WORK INSTRUCTION: Scan the entries line by line and return those with "select".

Dataset entries

::::

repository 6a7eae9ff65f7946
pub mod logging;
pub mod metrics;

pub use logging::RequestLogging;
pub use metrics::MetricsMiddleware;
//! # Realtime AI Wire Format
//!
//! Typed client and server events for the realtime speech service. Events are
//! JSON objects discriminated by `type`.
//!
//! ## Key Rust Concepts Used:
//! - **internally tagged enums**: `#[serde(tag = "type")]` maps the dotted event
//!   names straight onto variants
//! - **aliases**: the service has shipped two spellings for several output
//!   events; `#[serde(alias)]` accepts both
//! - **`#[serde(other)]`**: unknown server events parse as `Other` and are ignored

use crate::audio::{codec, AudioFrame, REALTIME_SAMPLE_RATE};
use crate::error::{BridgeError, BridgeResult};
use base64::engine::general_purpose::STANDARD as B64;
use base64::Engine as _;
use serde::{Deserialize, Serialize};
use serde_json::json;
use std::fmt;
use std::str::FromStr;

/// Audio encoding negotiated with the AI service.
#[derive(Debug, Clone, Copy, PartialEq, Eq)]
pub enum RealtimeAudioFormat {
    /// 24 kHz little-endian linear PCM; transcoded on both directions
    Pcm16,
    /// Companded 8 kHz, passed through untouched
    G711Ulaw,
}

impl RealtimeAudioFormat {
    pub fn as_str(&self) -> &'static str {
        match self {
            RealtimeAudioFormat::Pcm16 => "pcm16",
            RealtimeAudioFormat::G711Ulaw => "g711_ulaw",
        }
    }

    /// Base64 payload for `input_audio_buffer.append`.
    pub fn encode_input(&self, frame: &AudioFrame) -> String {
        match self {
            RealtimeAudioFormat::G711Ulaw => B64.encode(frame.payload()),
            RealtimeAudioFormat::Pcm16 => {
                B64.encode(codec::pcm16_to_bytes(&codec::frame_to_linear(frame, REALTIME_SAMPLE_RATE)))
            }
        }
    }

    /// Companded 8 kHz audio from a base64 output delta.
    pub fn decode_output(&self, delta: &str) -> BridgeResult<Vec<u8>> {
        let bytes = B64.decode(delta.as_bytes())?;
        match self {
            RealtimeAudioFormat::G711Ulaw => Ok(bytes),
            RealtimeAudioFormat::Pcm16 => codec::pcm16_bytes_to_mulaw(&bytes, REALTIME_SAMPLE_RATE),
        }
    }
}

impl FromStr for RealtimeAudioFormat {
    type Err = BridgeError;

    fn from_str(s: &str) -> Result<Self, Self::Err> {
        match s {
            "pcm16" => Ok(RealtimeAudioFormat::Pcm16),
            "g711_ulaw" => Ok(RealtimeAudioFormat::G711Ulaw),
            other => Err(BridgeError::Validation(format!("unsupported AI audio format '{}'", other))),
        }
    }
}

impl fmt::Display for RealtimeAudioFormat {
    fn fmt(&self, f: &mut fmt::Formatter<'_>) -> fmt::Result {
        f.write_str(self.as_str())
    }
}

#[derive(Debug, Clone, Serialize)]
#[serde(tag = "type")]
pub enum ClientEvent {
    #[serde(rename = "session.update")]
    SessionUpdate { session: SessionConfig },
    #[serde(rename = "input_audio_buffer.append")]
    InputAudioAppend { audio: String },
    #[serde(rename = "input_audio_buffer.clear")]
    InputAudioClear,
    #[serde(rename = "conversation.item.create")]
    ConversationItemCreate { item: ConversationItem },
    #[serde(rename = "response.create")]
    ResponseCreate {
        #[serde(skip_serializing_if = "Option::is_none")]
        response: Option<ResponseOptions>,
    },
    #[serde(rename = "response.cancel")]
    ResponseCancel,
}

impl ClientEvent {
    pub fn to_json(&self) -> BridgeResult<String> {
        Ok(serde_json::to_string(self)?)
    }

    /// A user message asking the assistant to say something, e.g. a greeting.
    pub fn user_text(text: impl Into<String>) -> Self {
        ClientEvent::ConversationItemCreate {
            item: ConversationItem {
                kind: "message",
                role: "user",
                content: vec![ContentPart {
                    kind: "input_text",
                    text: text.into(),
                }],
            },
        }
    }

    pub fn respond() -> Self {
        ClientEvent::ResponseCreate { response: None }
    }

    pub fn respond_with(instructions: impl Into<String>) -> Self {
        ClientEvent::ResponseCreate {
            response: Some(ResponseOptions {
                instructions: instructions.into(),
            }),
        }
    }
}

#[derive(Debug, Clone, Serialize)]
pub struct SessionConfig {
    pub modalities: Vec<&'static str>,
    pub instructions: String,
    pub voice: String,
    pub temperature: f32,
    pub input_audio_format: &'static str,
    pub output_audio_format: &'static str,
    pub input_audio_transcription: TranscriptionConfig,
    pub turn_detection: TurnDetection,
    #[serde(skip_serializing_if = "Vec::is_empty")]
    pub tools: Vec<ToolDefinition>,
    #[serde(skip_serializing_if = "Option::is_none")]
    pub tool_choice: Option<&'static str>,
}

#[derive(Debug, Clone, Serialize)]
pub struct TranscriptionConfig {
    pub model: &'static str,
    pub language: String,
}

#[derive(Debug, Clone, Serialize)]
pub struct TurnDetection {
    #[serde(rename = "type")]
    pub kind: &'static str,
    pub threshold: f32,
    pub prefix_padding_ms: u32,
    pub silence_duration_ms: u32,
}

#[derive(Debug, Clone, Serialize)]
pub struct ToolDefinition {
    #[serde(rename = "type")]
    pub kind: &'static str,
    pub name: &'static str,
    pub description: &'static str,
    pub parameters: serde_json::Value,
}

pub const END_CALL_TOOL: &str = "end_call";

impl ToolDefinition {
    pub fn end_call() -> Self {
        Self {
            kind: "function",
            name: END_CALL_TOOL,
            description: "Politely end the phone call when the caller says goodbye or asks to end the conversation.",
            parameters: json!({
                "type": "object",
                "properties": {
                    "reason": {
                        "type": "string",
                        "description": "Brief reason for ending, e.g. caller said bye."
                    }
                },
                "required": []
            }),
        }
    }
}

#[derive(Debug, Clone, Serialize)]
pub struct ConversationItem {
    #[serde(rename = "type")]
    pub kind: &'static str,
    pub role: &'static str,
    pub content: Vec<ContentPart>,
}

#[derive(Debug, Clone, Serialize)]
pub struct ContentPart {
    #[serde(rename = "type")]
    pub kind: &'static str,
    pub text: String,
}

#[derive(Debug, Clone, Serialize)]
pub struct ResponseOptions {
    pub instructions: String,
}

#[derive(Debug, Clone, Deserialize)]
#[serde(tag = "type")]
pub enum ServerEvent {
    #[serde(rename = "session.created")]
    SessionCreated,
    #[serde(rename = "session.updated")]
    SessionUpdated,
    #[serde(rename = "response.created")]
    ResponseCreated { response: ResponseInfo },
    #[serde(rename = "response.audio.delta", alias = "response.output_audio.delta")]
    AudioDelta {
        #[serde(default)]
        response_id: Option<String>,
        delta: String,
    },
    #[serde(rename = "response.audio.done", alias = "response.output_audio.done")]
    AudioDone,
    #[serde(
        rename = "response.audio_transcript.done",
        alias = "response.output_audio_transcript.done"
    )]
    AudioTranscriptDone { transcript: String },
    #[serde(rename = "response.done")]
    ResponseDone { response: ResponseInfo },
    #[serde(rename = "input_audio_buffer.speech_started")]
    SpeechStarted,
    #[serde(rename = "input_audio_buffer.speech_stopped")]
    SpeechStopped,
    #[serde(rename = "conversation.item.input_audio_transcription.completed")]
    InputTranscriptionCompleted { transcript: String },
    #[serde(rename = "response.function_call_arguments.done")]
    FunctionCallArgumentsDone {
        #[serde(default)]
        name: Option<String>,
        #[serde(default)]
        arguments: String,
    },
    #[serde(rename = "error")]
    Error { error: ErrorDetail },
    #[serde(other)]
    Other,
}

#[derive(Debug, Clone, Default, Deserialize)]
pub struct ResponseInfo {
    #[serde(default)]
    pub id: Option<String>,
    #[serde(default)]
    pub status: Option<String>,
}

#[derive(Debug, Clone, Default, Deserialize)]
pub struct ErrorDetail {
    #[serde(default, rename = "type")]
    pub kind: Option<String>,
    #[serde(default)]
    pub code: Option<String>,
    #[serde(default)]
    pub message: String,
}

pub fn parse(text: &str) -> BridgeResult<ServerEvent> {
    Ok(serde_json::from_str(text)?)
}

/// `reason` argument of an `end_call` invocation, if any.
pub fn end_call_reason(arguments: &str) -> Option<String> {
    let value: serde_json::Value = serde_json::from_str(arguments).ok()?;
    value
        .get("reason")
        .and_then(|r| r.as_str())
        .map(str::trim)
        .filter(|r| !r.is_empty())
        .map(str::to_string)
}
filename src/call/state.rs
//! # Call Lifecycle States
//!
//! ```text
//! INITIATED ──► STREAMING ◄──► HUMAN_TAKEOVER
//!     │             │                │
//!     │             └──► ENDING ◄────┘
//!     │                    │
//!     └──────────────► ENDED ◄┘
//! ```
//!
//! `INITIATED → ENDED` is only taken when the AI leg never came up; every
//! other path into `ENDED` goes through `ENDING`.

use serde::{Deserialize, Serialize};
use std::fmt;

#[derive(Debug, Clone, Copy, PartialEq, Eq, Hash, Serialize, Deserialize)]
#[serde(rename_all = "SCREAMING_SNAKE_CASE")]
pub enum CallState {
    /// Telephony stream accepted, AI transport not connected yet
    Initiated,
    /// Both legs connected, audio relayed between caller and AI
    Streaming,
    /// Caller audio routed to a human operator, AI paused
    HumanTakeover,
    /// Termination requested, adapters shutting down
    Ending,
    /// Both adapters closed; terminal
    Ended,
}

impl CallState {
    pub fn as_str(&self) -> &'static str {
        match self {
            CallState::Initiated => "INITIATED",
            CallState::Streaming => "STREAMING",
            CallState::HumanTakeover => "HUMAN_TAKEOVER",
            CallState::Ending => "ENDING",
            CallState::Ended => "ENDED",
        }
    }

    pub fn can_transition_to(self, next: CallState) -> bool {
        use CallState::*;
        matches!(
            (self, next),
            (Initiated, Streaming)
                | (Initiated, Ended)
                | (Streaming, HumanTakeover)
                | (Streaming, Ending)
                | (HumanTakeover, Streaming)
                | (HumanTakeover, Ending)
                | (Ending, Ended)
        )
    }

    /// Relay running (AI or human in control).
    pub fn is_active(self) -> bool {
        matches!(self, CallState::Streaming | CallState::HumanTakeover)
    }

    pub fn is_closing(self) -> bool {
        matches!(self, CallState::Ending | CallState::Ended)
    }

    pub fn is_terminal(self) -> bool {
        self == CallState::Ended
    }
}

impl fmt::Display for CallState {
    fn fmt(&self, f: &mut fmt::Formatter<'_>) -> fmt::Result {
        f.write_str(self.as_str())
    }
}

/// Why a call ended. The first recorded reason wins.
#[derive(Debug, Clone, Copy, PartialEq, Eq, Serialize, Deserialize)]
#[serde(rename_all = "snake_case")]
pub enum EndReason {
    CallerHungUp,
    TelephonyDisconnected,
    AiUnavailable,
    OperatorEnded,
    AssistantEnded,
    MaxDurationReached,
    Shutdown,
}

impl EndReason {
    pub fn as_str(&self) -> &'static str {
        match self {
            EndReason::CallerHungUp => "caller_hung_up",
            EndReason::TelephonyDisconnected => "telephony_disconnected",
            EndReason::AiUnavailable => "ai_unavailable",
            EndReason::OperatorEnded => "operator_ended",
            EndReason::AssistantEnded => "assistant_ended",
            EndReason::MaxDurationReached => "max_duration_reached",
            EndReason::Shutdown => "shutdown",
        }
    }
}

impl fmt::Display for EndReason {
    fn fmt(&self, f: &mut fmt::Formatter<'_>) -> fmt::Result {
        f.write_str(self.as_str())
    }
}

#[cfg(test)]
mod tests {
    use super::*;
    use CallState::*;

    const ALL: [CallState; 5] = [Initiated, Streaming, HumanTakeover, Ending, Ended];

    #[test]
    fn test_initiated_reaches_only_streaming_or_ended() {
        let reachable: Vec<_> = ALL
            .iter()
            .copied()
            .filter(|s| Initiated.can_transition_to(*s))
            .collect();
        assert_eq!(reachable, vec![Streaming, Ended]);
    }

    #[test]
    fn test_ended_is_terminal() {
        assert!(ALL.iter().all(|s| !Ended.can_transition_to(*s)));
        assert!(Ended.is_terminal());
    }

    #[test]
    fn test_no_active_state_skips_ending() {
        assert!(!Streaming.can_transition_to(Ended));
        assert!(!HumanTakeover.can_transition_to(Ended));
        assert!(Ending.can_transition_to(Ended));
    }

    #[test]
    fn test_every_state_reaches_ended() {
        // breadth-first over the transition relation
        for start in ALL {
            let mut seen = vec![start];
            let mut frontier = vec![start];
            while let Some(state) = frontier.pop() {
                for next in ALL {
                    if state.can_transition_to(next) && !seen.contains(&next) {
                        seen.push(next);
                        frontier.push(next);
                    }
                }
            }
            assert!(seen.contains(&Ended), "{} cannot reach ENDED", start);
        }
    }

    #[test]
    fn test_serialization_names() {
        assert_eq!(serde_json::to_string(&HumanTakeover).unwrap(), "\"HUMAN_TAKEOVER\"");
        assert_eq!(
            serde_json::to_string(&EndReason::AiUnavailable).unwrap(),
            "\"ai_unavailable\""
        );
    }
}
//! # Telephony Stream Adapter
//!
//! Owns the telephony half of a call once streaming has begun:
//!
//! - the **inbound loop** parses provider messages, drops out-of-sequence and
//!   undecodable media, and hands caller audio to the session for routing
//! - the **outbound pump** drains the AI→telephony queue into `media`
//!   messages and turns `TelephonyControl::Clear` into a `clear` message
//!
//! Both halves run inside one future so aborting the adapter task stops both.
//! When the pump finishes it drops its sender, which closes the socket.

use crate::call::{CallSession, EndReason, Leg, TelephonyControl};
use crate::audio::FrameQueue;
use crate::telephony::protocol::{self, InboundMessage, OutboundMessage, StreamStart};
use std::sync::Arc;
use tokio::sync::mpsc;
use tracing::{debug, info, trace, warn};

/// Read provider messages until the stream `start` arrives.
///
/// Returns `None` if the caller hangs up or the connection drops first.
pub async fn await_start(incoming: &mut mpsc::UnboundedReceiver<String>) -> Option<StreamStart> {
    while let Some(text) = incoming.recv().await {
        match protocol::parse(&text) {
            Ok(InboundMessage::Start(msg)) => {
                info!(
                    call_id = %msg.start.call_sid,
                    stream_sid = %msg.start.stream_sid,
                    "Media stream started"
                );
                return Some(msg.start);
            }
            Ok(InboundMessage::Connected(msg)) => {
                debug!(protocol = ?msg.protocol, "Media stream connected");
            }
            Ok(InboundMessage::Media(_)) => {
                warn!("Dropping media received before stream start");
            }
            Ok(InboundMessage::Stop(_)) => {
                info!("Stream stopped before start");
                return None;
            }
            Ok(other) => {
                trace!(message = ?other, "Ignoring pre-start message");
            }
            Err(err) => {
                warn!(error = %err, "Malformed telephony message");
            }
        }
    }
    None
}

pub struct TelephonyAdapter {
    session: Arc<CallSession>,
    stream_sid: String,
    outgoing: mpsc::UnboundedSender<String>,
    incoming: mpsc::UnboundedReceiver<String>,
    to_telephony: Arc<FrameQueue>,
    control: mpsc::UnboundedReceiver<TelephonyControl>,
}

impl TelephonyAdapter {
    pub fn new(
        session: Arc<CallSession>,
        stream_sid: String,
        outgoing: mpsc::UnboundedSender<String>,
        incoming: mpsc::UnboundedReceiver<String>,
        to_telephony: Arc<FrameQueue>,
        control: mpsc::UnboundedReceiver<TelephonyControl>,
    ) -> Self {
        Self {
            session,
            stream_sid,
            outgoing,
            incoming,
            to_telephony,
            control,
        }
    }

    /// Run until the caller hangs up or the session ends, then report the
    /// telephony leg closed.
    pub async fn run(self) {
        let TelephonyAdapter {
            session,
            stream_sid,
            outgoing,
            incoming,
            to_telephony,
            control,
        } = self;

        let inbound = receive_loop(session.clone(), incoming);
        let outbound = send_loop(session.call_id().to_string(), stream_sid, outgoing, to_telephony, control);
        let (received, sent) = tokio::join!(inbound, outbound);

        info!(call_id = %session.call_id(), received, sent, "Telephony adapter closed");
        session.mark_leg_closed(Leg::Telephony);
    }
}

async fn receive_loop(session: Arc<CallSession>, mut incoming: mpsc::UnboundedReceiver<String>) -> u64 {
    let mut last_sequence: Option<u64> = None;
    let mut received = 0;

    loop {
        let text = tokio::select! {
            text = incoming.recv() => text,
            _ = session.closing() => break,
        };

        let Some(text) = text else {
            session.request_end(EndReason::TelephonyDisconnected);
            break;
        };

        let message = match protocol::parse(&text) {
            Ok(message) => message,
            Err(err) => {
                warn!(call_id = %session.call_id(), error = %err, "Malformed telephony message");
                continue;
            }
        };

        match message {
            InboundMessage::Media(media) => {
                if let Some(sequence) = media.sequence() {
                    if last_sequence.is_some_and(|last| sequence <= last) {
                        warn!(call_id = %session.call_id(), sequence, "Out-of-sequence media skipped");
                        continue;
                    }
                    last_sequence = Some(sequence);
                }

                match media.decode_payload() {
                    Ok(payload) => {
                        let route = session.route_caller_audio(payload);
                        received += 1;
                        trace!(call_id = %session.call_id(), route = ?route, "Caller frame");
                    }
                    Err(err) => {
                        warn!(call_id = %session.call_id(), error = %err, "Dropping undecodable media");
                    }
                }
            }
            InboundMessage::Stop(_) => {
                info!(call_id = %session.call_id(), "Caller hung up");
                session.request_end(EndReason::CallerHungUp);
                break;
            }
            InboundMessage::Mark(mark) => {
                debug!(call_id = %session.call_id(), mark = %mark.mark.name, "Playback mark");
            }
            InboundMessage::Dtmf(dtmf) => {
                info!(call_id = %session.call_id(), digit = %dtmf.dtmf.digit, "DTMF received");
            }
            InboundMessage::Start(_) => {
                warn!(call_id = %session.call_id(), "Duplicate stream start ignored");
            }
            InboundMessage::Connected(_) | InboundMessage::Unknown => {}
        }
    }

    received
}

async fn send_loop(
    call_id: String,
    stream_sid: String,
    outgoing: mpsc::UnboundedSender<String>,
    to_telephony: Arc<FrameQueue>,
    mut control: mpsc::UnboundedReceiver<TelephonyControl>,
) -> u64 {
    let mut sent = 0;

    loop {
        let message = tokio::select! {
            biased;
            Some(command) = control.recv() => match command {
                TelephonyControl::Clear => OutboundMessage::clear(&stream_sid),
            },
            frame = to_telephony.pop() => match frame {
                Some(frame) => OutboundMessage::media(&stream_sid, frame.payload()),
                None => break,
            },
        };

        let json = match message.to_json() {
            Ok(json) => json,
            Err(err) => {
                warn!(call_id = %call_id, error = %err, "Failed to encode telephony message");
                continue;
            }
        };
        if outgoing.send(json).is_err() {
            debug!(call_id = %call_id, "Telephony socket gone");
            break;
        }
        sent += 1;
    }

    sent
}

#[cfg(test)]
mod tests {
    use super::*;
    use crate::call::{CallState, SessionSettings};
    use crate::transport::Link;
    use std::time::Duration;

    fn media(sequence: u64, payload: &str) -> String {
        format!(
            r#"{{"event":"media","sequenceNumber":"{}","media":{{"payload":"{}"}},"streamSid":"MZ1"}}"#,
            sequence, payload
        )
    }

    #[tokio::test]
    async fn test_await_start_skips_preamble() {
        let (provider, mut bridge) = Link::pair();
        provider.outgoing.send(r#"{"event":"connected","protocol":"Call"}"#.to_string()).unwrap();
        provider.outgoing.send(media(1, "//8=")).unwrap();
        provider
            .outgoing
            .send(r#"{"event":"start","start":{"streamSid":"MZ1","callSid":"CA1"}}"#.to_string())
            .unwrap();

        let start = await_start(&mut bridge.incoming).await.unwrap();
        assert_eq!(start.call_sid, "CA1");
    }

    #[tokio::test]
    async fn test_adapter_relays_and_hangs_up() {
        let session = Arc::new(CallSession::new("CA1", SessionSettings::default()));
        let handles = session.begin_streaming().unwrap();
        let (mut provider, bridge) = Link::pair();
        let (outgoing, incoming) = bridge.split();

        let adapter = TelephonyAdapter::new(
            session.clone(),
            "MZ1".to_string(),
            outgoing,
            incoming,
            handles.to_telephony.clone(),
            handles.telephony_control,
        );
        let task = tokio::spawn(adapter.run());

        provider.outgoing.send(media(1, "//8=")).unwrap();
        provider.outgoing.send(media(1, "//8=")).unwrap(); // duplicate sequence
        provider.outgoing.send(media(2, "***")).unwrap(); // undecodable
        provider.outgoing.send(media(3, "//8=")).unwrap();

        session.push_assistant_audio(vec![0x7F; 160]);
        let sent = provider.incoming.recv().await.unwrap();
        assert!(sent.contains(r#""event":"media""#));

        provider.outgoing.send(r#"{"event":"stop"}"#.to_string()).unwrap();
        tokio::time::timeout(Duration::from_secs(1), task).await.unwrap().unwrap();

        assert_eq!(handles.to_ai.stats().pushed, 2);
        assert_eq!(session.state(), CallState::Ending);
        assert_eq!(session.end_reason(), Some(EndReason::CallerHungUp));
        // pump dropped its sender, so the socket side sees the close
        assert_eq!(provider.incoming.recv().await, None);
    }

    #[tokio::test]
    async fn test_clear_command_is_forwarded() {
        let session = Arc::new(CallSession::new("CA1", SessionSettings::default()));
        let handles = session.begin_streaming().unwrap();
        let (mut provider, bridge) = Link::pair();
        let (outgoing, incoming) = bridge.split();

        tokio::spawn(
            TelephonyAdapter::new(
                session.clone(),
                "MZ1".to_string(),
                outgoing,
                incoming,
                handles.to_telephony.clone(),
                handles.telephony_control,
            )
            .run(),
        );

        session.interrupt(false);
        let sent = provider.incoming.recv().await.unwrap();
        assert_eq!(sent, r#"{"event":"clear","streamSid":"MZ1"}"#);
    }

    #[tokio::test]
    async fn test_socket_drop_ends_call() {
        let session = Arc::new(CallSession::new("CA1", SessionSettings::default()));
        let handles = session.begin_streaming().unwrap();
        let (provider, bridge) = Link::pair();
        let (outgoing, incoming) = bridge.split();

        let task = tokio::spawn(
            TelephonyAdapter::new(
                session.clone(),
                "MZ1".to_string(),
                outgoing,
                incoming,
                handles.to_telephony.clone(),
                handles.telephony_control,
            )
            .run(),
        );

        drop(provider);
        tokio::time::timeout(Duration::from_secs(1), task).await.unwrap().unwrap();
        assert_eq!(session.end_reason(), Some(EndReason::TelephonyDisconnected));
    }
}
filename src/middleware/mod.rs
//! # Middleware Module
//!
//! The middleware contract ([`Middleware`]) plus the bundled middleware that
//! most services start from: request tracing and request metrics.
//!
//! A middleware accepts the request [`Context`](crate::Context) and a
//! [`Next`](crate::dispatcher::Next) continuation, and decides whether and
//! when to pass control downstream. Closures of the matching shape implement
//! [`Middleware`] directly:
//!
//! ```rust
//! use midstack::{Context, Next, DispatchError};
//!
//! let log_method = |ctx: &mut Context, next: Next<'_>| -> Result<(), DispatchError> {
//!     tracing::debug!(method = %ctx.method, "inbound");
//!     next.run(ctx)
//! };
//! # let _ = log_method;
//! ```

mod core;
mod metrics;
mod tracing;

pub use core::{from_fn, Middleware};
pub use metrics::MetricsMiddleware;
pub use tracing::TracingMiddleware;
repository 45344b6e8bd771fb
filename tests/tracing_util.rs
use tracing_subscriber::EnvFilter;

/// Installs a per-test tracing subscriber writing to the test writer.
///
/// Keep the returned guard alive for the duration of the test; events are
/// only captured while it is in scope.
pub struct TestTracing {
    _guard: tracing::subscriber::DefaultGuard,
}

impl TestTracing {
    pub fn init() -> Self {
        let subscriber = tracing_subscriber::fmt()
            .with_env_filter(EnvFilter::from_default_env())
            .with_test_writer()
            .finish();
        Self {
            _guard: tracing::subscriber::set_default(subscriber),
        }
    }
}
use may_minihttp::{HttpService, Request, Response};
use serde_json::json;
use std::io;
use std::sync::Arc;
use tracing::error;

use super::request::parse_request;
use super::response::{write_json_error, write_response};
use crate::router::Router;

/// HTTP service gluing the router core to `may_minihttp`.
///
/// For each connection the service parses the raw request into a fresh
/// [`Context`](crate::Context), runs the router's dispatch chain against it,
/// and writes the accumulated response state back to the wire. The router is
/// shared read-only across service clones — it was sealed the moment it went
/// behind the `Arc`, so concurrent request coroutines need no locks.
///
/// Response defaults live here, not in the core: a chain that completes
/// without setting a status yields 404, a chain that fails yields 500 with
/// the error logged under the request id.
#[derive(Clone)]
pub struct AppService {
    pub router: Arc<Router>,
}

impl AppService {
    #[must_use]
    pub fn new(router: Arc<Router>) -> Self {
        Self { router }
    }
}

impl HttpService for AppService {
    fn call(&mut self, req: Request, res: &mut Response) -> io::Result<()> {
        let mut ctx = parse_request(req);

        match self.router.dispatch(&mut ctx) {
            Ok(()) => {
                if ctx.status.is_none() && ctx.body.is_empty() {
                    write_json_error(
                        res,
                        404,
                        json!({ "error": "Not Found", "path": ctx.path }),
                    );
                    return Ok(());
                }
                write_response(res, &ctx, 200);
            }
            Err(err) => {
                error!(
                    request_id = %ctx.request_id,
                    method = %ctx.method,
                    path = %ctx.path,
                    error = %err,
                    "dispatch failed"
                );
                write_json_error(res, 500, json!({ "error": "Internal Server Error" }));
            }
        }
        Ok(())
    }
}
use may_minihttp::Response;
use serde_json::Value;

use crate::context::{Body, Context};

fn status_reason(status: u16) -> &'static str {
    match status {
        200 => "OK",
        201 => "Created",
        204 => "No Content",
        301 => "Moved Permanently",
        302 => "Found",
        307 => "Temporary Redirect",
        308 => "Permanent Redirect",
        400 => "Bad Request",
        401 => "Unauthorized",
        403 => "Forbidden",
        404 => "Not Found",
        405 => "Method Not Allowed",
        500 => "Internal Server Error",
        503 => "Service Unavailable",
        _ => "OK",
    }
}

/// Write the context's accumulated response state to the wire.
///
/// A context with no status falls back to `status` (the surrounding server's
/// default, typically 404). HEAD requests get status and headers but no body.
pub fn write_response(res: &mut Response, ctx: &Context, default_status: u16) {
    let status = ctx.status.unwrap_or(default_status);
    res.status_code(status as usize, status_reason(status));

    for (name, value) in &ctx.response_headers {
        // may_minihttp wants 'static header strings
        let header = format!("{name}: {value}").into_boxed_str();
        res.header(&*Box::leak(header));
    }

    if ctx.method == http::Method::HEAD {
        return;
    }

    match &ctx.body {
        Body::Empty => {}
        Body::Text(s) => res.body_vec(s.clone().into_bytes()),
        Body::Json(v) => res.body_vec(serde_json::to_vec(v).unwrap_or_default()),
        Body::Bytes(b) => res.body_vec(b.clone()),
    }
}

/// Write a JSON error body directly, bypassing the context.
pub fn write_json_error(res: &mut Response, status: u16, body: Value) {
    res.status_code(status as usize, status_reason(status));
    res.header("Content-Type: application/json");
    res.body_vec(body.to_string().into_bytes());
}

::::

OUTPUT OF THE TASK:
        let text = tokio::select! {
        let message = tokio::select! {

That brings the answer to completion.